-- Opening Marker --
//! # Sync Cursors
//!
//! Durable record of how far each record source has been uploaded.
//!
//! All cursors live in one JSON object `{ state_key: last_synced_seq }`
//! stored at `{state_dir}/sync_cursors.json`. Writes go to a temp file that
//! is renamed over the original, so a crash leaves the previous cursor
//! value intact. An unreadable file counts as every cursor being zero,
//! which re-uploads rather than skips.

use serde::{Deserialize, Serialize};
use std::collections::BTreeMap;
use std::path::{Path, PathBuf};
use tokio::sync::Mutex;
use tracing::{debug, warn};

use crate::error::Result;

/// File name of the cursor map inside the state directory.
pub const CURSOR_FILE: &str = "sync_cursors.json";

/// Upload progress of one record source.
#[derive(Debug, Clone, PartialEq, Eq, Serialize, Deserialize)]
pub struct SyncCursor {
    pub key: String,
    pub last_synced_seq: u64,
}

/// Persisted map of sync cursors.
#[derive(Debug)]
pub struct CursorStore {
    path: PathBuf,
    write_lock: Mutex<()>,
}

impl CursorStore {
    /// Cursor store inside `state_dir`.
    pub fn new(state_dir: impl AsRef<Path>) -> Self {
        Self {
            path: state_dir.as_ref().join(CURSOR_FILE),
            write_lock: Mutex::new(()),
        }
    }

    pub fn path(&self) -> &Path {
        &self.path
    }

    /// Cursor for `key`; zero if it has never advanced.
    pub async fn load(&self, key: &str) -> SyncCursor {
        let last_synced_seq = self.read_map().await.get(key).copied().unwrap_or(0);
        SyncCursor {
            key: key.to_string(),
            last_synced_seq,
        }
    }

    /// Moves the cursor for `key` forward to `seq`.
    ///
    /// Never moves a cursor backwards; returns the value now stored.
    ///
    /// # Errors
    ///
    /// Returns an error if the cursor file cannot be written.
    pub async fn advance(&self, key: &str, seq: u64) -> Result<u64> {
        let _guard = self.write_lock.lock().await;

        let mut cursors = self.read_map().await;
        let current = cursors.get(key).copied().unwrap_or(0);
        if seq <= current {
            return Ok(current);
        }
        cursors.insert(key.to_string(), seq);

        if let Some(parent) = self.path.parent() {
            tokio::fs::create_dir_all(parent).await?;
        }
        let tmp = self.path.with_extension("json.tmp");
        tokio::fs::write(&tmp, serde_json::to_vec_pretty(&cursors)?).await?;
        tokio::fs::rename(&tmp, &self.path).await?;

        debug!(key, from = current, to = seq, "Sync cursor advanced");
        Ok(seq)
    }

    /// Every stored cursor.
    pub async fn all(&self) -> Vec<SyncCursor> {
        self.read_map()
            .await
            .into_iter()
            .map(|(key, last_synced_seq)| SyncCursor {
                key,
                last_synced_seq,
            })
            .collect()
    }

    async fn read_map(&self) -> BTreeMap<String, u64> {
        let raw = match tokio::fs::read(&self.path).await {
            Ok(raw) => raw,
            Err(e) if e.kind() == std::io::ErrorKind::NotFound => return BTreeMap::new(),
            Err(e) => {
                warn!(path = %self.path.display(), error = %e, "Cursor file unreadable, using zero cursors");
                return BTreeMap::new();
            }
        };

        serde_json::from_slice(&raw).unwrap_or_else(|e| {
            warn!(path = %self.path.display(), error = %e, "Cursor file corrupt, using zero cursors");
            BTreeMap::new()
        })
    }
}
-- Closing Marker --
- Exercise -
All lines from the opening of the records through the line where "the state directory." occurs are to be output verbatim. No other line belongs in the answer.

- Problem solution -
//! # Sync Cursors
//!
//! Durable record of how far each record source has been uploaded.
//!
//! All cursors live in one JSON object `{ state_key: last_synced_seq }`
//! stored at `{state_dir}/sync_cursors.json`. Writes go to a temp file that
//! is renamed over the original, so a crash leaves the previous cursor
//! value intact. An unreadable file counts as every cursor being zero,
//! which re-uploads rather than skips.

use serde::{Deserialize, Serialize};
use std::collections::BTreeMap;
use std::path::{Path, PathBuf};
use tokio::sync::Mutex;
use tracing::{debug, warn};

use crate::error::Result;

/// File name of the cursor map inside the state directory.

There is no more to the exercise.